O levantamento diz que nos nove países há 1,6 milhão de indígenas, de 375 povos. Nem todos vivem em territórios reconhecidos, o que, segundo os pesquisadores, tem impacto direto na subsistência e na qualidade de vida das comunidades. “A erradicação da pobreza e da fome está intimamente associada à garantia do usufruto de seus territórios tradicionais. A consolidação territorial é que permite que as populações indígenas possam produzir seus alimentos por meio da pesca, caça, agricultura etc.”, destaca o trabalho.
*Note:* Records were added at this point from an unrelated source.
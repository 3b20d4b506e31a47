use arete_core::{Fact, Store};

use crate::algorithms::similarity::find_best_match;

/// Fact whose content best matches `query`, with its score.
pub fn find_by_content<'a>(store: &'a Store, query: &str, threshold: f64) -> Option<(&'a Fact, f64)> {
    find_best_match(query, &store.facts, |f| f.content.as_str(), threshold)
}

#[cfg(test)]
mod tests {
    use super::*;
    use crate::DEFAULT_MATCH_THRESHOLD;
    use arete_core::{Category, FactDraft};
    use chrono::Utc;

    #[test]
    fn finds_fuzzy_match() {
        let now = Utc::now();
        let store = Store::with_facts(vec![
            FactDraft::new(Category::Preference, "Prefers dark mode").into_fact(now).unwrap(),
            FactDraft::new(Category::Expertise, "Kubernetes operator").into_fact(now).unwrap(),
        ]);
        let (hit, score) = find_by_content(&store, "prefers dark-mode", DEFAULT_MATCH_THRESHOLD).unwrap();
        assert_eq!(hit.content, "Prefers dark mode");
        assert!(score > 0.9);
        assert!(find_by_content(&store, "zzz", DEFAULT_MATCH_THRESHOLD).is_none());
    }
}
Os piores resultados estão relacionados à saúde. A ausência de serviços básicos e as distâncias geográficas na região acabam excluindo as populações indígenas do atendimento de saúde. A alta incidência de malária, tuberculose e doenças sexualmente transmissíveis entre essas populações confirma a desigualdade. A taxa de incidência de tuberculose entre os indígenas do Brasil, por exemplo, é 101 para cada 100 mil pessoas. A média nacional é 37,9 casos para cada 100 mil. Na Venezuela, há tribos que registram 450 casos de tuberculose para cada 100 mil pessoas.
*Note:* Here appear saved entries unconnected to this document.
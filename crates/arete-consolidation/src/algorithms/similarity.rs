//! String normalization and Jaro-Winkler similarity in [0, 1].

use arete_core::config::defaults;
use arete_core::constants::{WINKLER_MAX_PREFIX, WINKLER_PREFIX_SCALE};

/// Minimum score for [`find_best_match`] when the caller has no preference.
pub const DEFAULT_MATCH_THRESHOLD: f64 = defaults::DEFAULT_MATCH_THRESHOLD;

/// Lowercase, drop punctuation, collapse whitespace runs, trim.
pub fn normalize(text: &str) -> String {
    let stripped: String = text
        .to_lowercase()
        .chars()
        .filter(|c| c.is_alphanumeric() || c.is_whitespace())
        .collect();
    stripped.split_whitespace().collect::<Vec<_>>().join(" ")
}

/// Jaro-Winkler similarity of two texts after normalization.
///
/// Equal normalized texts score 1 (two empty texts included). Exactly one
/// empty text scores 0. Symmetric.
pub fn similarity(a: &str, b: &str) -> f64 {
    normalized_similarity(&normalize(a), &normalize(b))
}

/// [`similarity`] for inputs that are already normalized.
pub(crate) fn normalized_similarity(a: &str, b: &str) -> f64 {
    if a == b {
        return 1.0;
    }
    let a: Vec<char> = a.chars().collect();
    let b: Vec<char> = b.chars().collect();
    if a.is_empty() || b.is_empty() {
        return 0.0;
    }
    // Greedy matching depends on argument order; fix it so the score is symmetric.
    if a <= b {
        jaro_winkler(&a, &b)
    } else {
        jaro_winkler(&b, &a)
    }
}

fn jaro_winkler(a: &[char], b: &[char]) -> f64 {
    let jaro = jaro(a, b);
    let prefix = a
        .iter()
        .zip(b)
        .take(WINKLER_MAX_PREFIX)
        .take_while(|(x, y)| x == y)
        .count();
    (jaro + prefix as f64 * WINKLER_PREFIX_SCALE * (1.0 - jaro)).clamp(0.0, 1.0)
}

/// Plain Jaro similarity over non-empty char slices.
fn jaro(a: &[char], b: &[char]) -> f64 {
    let window = (a.len().max(b.len()) / 2).saturating_sub(1);

    let mut a_matched = vec![false; a.len()];
    let mut b_matched = vec![false; b.len()];
    let mut matches = 0usize;

    for (i, ca) in a.iter().enumerate() {
        let lo = i.saturating_sub(window);
        let hi = (i + window + 1).min(b.len());
        for j in lo..hi {
            if !b_matched[j] && b[j] == *ca {
                a_matched[i] = true;
                b_matched[j] = true;
                matches += 1;
                break;
            }
        }
    }

    if matches == 0 {
        return 0.0;
    }

    let a_seq = a.iter().zip(&a_matched).filter(|(_, m)| **m).map(|(c, _)| c);
    let b_seq = b.iter().zip(&b_matched).filter(|(_, m)| **m).map(|(c, _)| c);
    let half_transpositions = a_seq.zip(b_seq).filter(|(x, y)| x != y).count();
    let transpositions = half_transpositions as f64 / 2.0;

    let m = matches as f64;
    (m / a.len() as f64 + m / b.len() as f64 + (m - transpositions) / m) / 3.0
}

/// Candidate with the highest similarity to `query`, if any reaches `threshold`.
///
/// Ties keep the first candidate encountered. Returns the candidate and its score.
pub fn find_best_match<'a, T, F>(
    query: &str,
    candidates: &'a [T],
    key: F,
    threshold: f64,
) -> Option<(&'a T, f64)>
where
    F: Fn(&T) -> &str,
{
    let mut best: Option<(&'a T, f64)> = None;
    for candidate in candidates {
        let score = similarity(query, key(candidate));
        if score < threshold {
            continue;
        }
        match best {
            Some((_, best_score)) if score <= best_score => {}
            _ => best = Some((candidate, score)),
        }
    }
    best
}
“A entrada do HIV [o vírus da aids] em comunidades indígenas representa risco imensurável para essas populações, já que em muitas delas a poligamia é parte da cultura e o acesso a informação e métodos de prevenção é escasso”, acrescenta o texto.

A mortalidade infantil também é um indicador crítico entre os indígenas. No Brasil, segundo o levantamento, a mortalidade de crianças indígenas em 2007 foi 50 para cada mil nascidos vivos, duas vezes maior que a média nacional. Na Venezuela, as taxas de mortalidade infantil entre os indígenas chega a ser dez vezes maior que a média nacional. Entre as principais causas de morte de crianças indígenas estão a desnutrição, a pneumonia e a desidratação, segundo a pesquisa.

O estudo também destaca o baixo número de escolas indígenas, apesar da existência de leis nacionais que garantem educação escolar indígena diferenciada e adequada à realidade das comunidades.

Em relação aos indicadores ambientais, que estão incluídos entre os Objetivos de Desenvolvimento do Milênio, o relatório também aponta ameaças às comunidades indígenas. Apesar de estarem entre as áreas mais preservadas da Amazônia em todos os países analisados, as terras indígenas estão sob pressão por causa da exploração dos recursos naturais, principalmente do desmatamento e da mineração. No Brasil, segundo dados do Instituto Socioambiental (ISA) citados no estudo, pelo menos 99 terras indígenas estão sob ameaça permanente.